REQUIRED WORK ▸ Could you print exactly the lines of the listing below, starting at the line that has "edges that intersect" and ending at the line that has "control is not", and only those lines?

GIVEN RECORDS ▸
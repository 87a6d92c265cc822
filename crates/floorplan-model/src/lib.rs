// This Source Code Form is subject to the terms of the Mozilla Public
// License, v. 2.0. If a copy of the MPL was not distributed with this
// file, You can obtain one at https://mozilla.org/MPL/2.0/.

//! Floorplan Model - Document types and shared contracts for floor-plan validation
//!
//! This crate defines the typed document tree of a floor-plan / interior-design
//! project together with everything the validation stages share: the Schema
//! Registry, the report model and the catalog capability.
//!
//! # Architecture
//!
//! - [`Project`], [`Floor`], [`Design`] - the ownership hierarchy
//! - [`Wall`], [`Opening`], [`Item`], [`Area`], [`Surface`], [`Label`], [`Line`],
//!   [`Camera`] - design entities, with exact interchange field names
//! - [`Shape`] / [`FieldSpec`] - static field constraints (Schema Registry)
//! - [`Finding`] / [`Report`] - structured, ordered validation results
//! - [`Catalog`] - injected capability for resolving component, material and
//!   room style ids
//!
//! # Example
//!
//! ```ignore
//! use floorplan_model::{Project, Shape};
//!
//! let project: Project = serde_json::from_str(json)?;
//! for (floor, design, d) in project.designs() {
//!     println!("{}/{}: {} walls", floor, design, d.walls.len());
//! }
//!
//! let required: Vec<_> = Shape::Wall.required_fields().collect();
//! ```

pub mod catalog;
pub mod document;
pub mod entities;
pub mod error;
mod fields;
pub mod report;
pub mod schema;
pub mod types;

// Re-export all public types
pub use catalog::*;
pub use document::*;
pub use entities::*;
pub use error::*;
pub use fields::ALL_SHAPES;
pub use report::*;
pub use schema::*;
pub use types::*;
// This Source Code Form is subject to the terms of the Mozilla Public
// License, v. 2.0. If a copy of the MPL was not distributed with this
// file, You can obtain one at https://mozilla.org/MPL/2.0/.

//! Polygon analysis: winding, closure, duplicates, self-intersection and curve controls
//!
//! Polygons are implicitly closed rings of [`Vertex`]. A curve control on a
//! vertex shapes the edge *ending* at that vertex; intersection tests use the
//! straight chord of curved edges.

use crate::{Error, Result};
use floorplan_model::Vertex;
use nalgebra::Point2;

/// Check if two vertices share a position within `epsilon`
pub fn same_position(a: &Vertex, b: &Vertex, epsilon: f64) -> bool {
    (a.x - b.x).abs() <= epsilon && (a.y - b.y).abs() <= epsilon
}

/// Positions of a vertex ring
pub fn positions(poly: &[Vertex]) -> Vec<Point2<f64>> {
    poly.iter().map(|v| Point2::new(v.x, v.y)).collect()
}

/// Signed area of a ring (shoelace), positive for counter-clockwise
pub fn signed_area(points: &[Point2<f64>]) -> f64 {
    let n = points.len();
    if n < 3 {
        return 0.0;
    }
    let twice: f64 = (0..n)
        .map(|i| {
            let p = points[i];
            let q = points[(i + 1) % n];
            p.x * q.y - q.x * p.y
        })
        .sum();
    twice / 2.0
}

/// Whether the ring winds clockwise
pub fn is_clockwise(points: &[Point2<f64>]) -> bool {
    signed_area(points) < 0.0
}

/// Whether the last vertex repeats the first
pub fn has_explicit_closure(poly: &[Vertex], epsilon: f64) -> bool {
    match (poly.first(), poly.last()) {
        (Some(first), Some(last)) if poly.len() > 1 => same_position(first, last, epsilon),
        _ => false,
    }
}

/// Indices of vertices that repeat their predecessor
///
/// The closing vertex of an explicitly closed ring is not counted.
pub fn consecutive_duplicates(poly: &[Vertex], epsilon: f64) -> Vec<usize> {
    let end = if has_explicit_closure(poly, epsilon) {
        poly.len() - 1
    } else {
        poly.len()
    };
    (1..end)
        .filter(|&i| same_position(&poly[i - 1], &poly[i], epsilon))
        .collect()
}

/// Ring with explicit closure and consecutive duplicates removed
///
/// Curve controls of a dropped vertex move to the vertex that now ends its edge.
pub fn simplified(poly: &[Vertex], epsilon: f64) -> Vec<Vertex> {
    let mut ring: Vec<Vertex> = Vec::with_capacity(poly.len());
    for vertex in poly {
        match ring.last_mut() {
            Some(last) if same_position(last, vertex, epsilon) => {
                if vertex.is_curved() && !last.is_curved() {
                    last.take_controls_from(vertex);
                }
            }
            _ => ring.push(*vertex),
        }
    }
    if ring.len() > 1 && same_position(&ring[0], &ring[ring.len() - 1], epsilon) {
        if let Some(closing) = ring.pop() {
            if closing.is_curved() {
                ring[0].take_controls_from(&closing);
            }
        }
    }
    ring
}

/// Reverse the winding of a ring, keeping curve controls on their edges
///
/// Vertex `k` of the result is original vertex `n-1-k`; the control it ends
/// up carrying is the one of original vertex `(n-k) % n`, which belonged to
/// the same edge before reversal.
pub fn reversed(poly: &[Vertex]) -> Vec<Vertex> {
    let n = poly.len();
    (0..n)
        .map(|k| {
            let mut vertex = poly[n - 1 - k];
            vertex.take_controls_from(&poly[(n - k) % n]);
            vertex
        })
        .collect()
}

/// Orientation of the triple `(p, q, r)`: positive for a left turn
fn orient(p: &Point2<f64>, q: &Point2<f64>, r: &Point2<f64>) -> f64 {
    (q.x - p.x) * (r.y - p.y) - (q.y - p.y) * (r.x - p.x)
}

fn on_segment(p: &Point2<f64>, q: &Point2<f64>, r: &Point2<f64>, epsilon: f64) -> bool {
    r.x >= p.x.min(q.x) - epsilon
        && r.x <= p.x.max(q.x) + epsilon
        && r.y >= p.y.min(q.y) - epsilon
        && r.y <= p.y.max(q.y) + epsilon
}

/// Whether segments `p1-p2` and `q1-q2` touch or cross
pub fn segments_intersect(
    p1: &Point2<f64>,
    p2: &Point2<f64>,
    q1: &Point2<f64>,
    q2: &Point2<f64>,
    epsilon: f64,
) -> bool {
    let d1 = orient(q1, q2, p1);
    let d2 = orient(q1, q2, p2);
    let d3 = orient(p1, p2, q1);
    let d4 = orient(p1, p2, q2);

    let eps = epsilon * epsilon;
    if ((d1 > eps && d2 < -eps) || (d1 < -eps && d2 > eps))
        && ((d3 > eps && d4 < -eps) || (d3 < -eps && d4 > eps))
    {
        return true;
    }

    (d1.abs() <= eps && on_segment(q1, q2, p1, epsilon))
        || (d2.abs() <= eps && on_segment(q1, q2, p2, epsilon))
        || (d3.abs() <= eps && on_segment(p1, p2, q1, epsilon))
        || (d4.abs() <= eps && on_segment(p1, p2, q2, epsilon))
}

/// Pairs of non-adjacent edges that intersect
///
/// Edge `i` runs from vertex `i` to vertex `i + 1` (wrapping). Edges are
/// sorted by their minimum x and swept left to right; a pair is only tested
/// while the x extents overlap. Results are sorted by `(i, j)` with `i < j`.
pub fn self_intersections(points: &[Point2<f64>], epsilon: f64) -> Vec<(usize, usize)> {
    let n = points.len();
    if n < 4 {
        return Vec::new();
    }

    let edge = |i: usize| (points[i], points[(i + 1) % n]);
    let mut order: Vec<(usize, f64, f64)> = (0..n)
        .map(|i| {
            let (p, q) = edge(i);
            (i, p.x.min(q.x), p.x.max(q.x))
        })
        .collect();
    order.sort_by(|a, b| a.1.total_cmp(&b.1));

    let adjacent = |i: usize, j: usize| (i + 1) % n == j || (j + 1) % n == i;

    let mut hits = Vec::new();
    for (k, &(i, _, max_x)) in order.iter().enumerate() {
        for &(j, min_x, _) in &order[k + 1..] {
            if min_x > max_x + epsilon {
                break;
            }
            if adjacent(i, j) {
                continue;
            }
            let (p1, p2) = edge(i);
            let (q1, q2) = edge(j);
            if segments_intersect(&p1, &p2, &q1, &q2, epsilon) {
                hits.push((i.min(j), i.max(j)));
            }
        }
    }
    hits.sort_unstable();
    hits
}

/// Problem with the curve control of a vertex
#[derive(Clone, Debug, PartialEq)]
pub struct CurveIssue {
    pub index: usize,
    pub message: String,
}

/// Check curve controls: complete, finite, and not collapsed onto the edge endpoints
pub fn curve_issues(poly: &[Vertex], epsilon: f64) -> Vec<CurveIssue> {
    let n = poly.len();
    let mut issues = Vec::new();
    for (index, vertex) in poly.iter().enumerate() {
        if !vertex.is_curved() {
            continue;
        }
        let control = match vertex.control() {
            Some(control) => control,
            None => {
                issues.push(CurveIssue {
                    index,
                    message: "curve control needs both cx and cy".to_string(),
                });
                continue;
            }
        };
        if !control.is_finite() || vertex.cz.map(|z| !z.is_finite()).unwrap_or(false) {
            issues.push(CurveIssue {
                index,
                message: "curve control is not finite".to_string(),
            });
            continue;
        }
        let start = poly[(index + n - 1) % n].point();
        let end = vertex.point();
        if control.distance(&start) <= epsilon && control.distance(&end) <= epsilon {
            issues.push(CurveIssue {
                index,
                message: "curve control coincides with both edge endpoints".to_string(),
            });
        }
    }
    issues
}

/// Validate the minimum vertex count
pub fn check_vertex_count(poly: &[Vertex]) -> Result<()> {
    if poly.len() < 3 {
        return Err(Error::TooFewVertices(poly.len()));
    }
    Ok(())
}

#[cfg(test)]
mod tests {
    use super::*;
    use approx::assert_relative_eq;

    fn square() -> Vec<Vertex> {
        vec![
            Vertex::new(0.0, 0.0),
            Vertex::new(100.0, 0.0),
            Vertex::new(100.0, 100.0),
            Vertex::new(0.0, 100.0),
        ]
    }

    #[test]
    fn test_signed_area() {
        let ccw = positions(&square());
        assert_relative_eq!(signed_area(&ccw), 10000.0);
        assert!(!is_clockwise(&ccw));

        let cw: Vec<_> = ccw.iter().rev().cloned().collect();
        assert_relative_eq!(signed_area(&cw), -10000.0);
        assert!(is_clockwise(&cw));
    }

    #[test]
    fn test_explicit_closure() {
        let mut poly = square();
        assert!(!has_explicit_closure(&poly, 1e-6));
        poly.push(Vertex::new(0.0, 0.0));
        assert!(has_explicit_closure(&poly, 1e-6));
        assert_eq!(simplified(&poly, 1e-6), square());
    }

    #[test]
    fn test_duplicates() {
        let mut poly = square();
        poly.insert(2, Vertex::new(100.0, 0.0));
        assert_eq!(consecutive_duplicates(&poly, 1e-6), vec![2]);
        assert_eq!(simplified(&poly, 1e-6), square());
    }

    #[test]
    fn test_bowtie_intersects() {
        let bowtie = vec![
            Point2::new(0.0, 0.0),
            Point2::new(100.0, 100.0),
            Point2::new(100.0, 0.0),
            Point2::new(0.0, 100.0),
        ];
        assert_eq!(self_intersections(&bowtie, 1e-6), vec![(0, 2)]);
        assert!(self_intersections(&positions(&square()), 1e-6).is_empty());
    }

    #[test]
    fn test_concave_polygon_is_simple() {
        let l_shape = vec![
            Point2::new(0.0, 0.0),
            Point2::new(200.0, 0.0),
            Point2::new(200.0, 100.0),
            Point2::new(100.0, 100.0),
            Point2::new(100.0, 200.0),
            Point2::new(0.0, 200.0),
        ];
        assert!(self_intersections(&l_shape, 1e-6).is_empty());
    }

    #[test]
    fn test_reverse_moves_controls_with_edges() {
        // control on vertex 2 bends edge 1 -> 2
        let poly = vec![
            Vertex::new(0.0, 0.0),
            Vertex::new(100.0, 0.0),
            Vertex::curved(100.0, 100.0, 150.0, 50.0),
        ];
        let rev = reversed(&poly);
        assert_eq!(rev[0].point(), poly[2].point());
        assert_eq!(rev[1].point(), poly[1].point());
        // edge 2 -> 1 of the original now ends at rev[1]
        assert_eq!(rev[1].cx, Some(150.0));
        assert!(!rev[0].is_curved());
        assert!(!rev[2].is_curved());

        assert_eq!(reversed(&rev), poly);
    }

    #[test]
    fn test_curve_issues() {
        let mut poly = square();
        poly[1].cx = Some(50.0);
        poly[2] = Vertex::curved(100.0, 100.0, 100.0, 100.0);
        poly[3] = Vertex::curved(0.0, 100.0, 50.0, 150.0);
        let issues = curve_issues(&poly, 1e-6);
        assert_eq!(issues.len(), 1);
        assert_eq!(issues[0].index, 1);

        let pinched = vec![
            Vertex::new(0.0, 0.0),
            Vertex::curved(0.0, 0.0, 0.0, 0.0),
            Vertex::new(10.0, 10.0),
        ];
        assert_eq!(curve_issues(&pinched, 1e-6)[0].index, 1);
    }

    #[test]
    fn test_vertex_count() {
        assert!(matches!(
            check_vertex_count(&square()[..2]),
            Err(Error::TooFewVertices(2))
        ));
        assert!(check_vertex_count(&square()).is_ok());
    }
}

COMPLETED TASK ▸
/// Pairs of non-adjacent edges that intersect
///
/// Edge `i` runs from vertex `i` to vertex `i + 1` (wrapping). Edges are
/// sorted by their minimum x and swept left to right; a pair is only tested
/// while the x extents overlap. Results are sorted by `(i, j)` with `i < j`.
pub fn self_intersections(points: &[Point2<f64>], epsilon: f64) -> Vec<(usize, usize)> {
    let n = points.len();
    if n < 4 {
        return Vec::new();
    }

    let edge = |i: usize| (points[i], points[(i + 1) % n]);
    let mut order: Vec<(usize, f64, f64)> = (0..n)
        .map(|i| {
            let (p, q) = edge(i);
            (i, p.x.min(q.x), p.x.max(q.x))
        })
        .collect();
    order.sort_by(|a, b| a.1.total_cmp(&b.1));

    let adjacent = |i: usize, j: usize| (i + 1) % n == j || (j + 1) % n == i;

    let mut hits = Vec::new();
    for (k, &(i, _, max_x)) in order.iter().enumerate() {
        for &(j, min_x, _) in &order[k + 1..] {
            if min_x > max_x + epsilon {
                break;
            }
            if adjacent(i, j) {
                continue;
            }
            let (p1, p2) = edge(i);
            let (q1, q2) = edge(j);
            if segments_intersect(&p1, &p2, &q1, &q2, epsilon) {
                hits.push((i.min(j), i.max(j)));
            }
        }
    }
    hits.sort_unstable();
    hits
}

/// Problem with the curve control of a vertex
#[derive(Clone, Debug, PartialEq)]
pub struct CurveIssue {
    pub index: usize,
    pub message: String,
}

/// Check curve controls: complete, finite, and not collapsed onto the edge endpoints
pub fn curve_issues(poly: &[Vertex], epsilon: f64) -> Vec<CurveIssue> {
    let n = poly.len();
    let mut issues = Vec::new();
    for (index, vertex) in poly.iter().enumerate() {
        if !vertex.is_curved() {
            continue;
        }
        let control = match vertex.control() {
            Some(control) => control,
            None => {
                issues.push(CurveIssue {
                    index,
                    message: "curve control needs both cx and cy".to_string(),
                });
                continue;
            }
        };
        if !control.is_finite() || vertex.cz.map(|z| !z.is_finite()).unwrap_or(false) {
            issues.push(CurveIssue {
                index,
                message: "curve control is not finite".to_string(),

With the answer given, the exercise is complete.